Martin v Mackay City Council [2001] QSC 433
[2001] QSC 433
At a glance
Source factsCourt
Supreme Court of Queensland
Decision date
2001-11-14
Before
Dutney J
Catchwords
- PERSONAL INJURY - NEGLIGENCE - Whether back injury was caused by a faulty mower seat or weight lifting - The extent to which mower seat responsible for plaintiff's injury.
Source
Original judgment source is linked above.
Catchwords
Judgment (82 paragraphs)
[1] Dutney J. Mr Martin, the plaintiff, was apparently very fit. He was, or had been, a body builder and a competitive one. This case concerns the seat on an Iseki front deck mower. The relevance and connection between these seemingly unconnected statements will ultimately become clear.

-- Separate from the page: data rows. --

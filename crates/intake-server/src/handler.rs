use std::any::Any;

use axum::body::{to_bytes, Bytes};
use axum::extract::{Request, State};
use axum::response::{IntoResponse, Json, Response};
use intake_types::{InboundAction, PersistOutcome, SubmissionKind};
use serde::{Deserialize, Serialize};
use serde_json::json;

use crate::envelope::ApiEnvelope;
use crate::error::{ApiError, ApiResult};
use crate::router::endpoints;
use crate::state::AppState;

/// Health check response.
#[derive(Clone, Debug, Serialize, Deserialize)]
pub struct HealthResponse {
    pub status: String,
    pub version: String,
}

impl Default for HealthResponse {
    fn default() -> Self {
        Self {
            status: "ok".into(),
            version: env!("CARGO_PKG_VERSION").into(),
        }
    }
}

/// Health check handler.
pub async fn health_handler() -> Json<HealthResponse> {
    Json(HealthResponse::default())
}

/// Info handler.
pub async fn info_handler() -> Json<serde_json::Value> {
    Json(json!({
        "name": "intake-server",
        "version": env!("CARGO_PKG_VERSION"),
        "endpoints": [endpoints::PARTNERSHIP, endpoints::WAITLIST],
    }))
}

pub async fn partnership_handler(
    State(state): State<AppState>,
    request: Request,
) -> ApiResult<Json<ApiEnvelope<PersistOutcome>>> {
    submit(&state, SubmissionKind::Partnership, request).await
}

pub async fn waitlist_handler(
    State(state): State<AppState>,
    request: Request,
) -> ApiResult<Json<ApiEnvelope<PersistOutcome>>> {
    submit(&state, SubmissionKind::Waitlist, request).await
}

async fn submit(
    state: &AppState,
    kind: SubmissionKind,
    request: Request,
) -> ApiResult<Json<ApiEnvelope<PersistOutcome>>> {
    let action = InboundAction::from_method(request.method().as_str());

    // Bodies of non-create requests are never read; the validator rejects them first.
    let body = if action.is_create() {
        to_bytes(request.into_body(), state.max_body_bytes)
            .await
            .map_err(|_| ApiError::InvalidInput("request body could not be read".into()))?
    } else {
        Bytes::new()
    };

    let outcome = state.pipeline.submit(kind, &action, &body).await?;
    Ok(Json(ApiEnvelope::success(success_message(kind), outcome)))
}

fn success_message(kind: SubmissionKind) -> &'static str {
    match kind {
        SubmissionKind::Partnership => "Thanks for reaching out. We'll be in touch soon.",
        SubmissionKind::Waitlist => "You're on the waitlist!",
    }
}

/// Response for a handler that panicked. Used by the router's panic catcher.
///
/// The panic payload is logged through [`ApiError::Internal`] and never
/// reaches the client.
pub fn panic_response(err: Box<dyn Any + Send + 'static>) -> Response {
    let detail = if let Some(s) = err.downcast_ref::<String>() {
        s.as_str()
    } else if let Some(s) = err.downcast_ref::<&str>() {
        s
    } else {
        "unknown panic payload"
    };
    ApiError::Internal(format!("handler panicked: {detail}")).into_response()
}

[2] In July 1996, Mr Martin commenced work for the Mackay City Council ("the council") as a casual labourer. Mr Martin's position became permanent on 12 August 1996 when he became an assistant operator at the Mt Bassett Sewerage Treatment Plant. Not surprisingly, he passed a medical to achieve permanent status. Two months later Mr Martin applied for and received an internal transfer to the position of Labourer Grade 3 (Plant Operator) with the Parks and Gardens department. This took effect from 1 October, 1996. At Parks and Gardens Mr Martin worked initially on a gang - brush cutting and erecting park and playground equipment. A short time later the plaintiff was designated to perform mowing duties and supplied with a Ford front deck mower.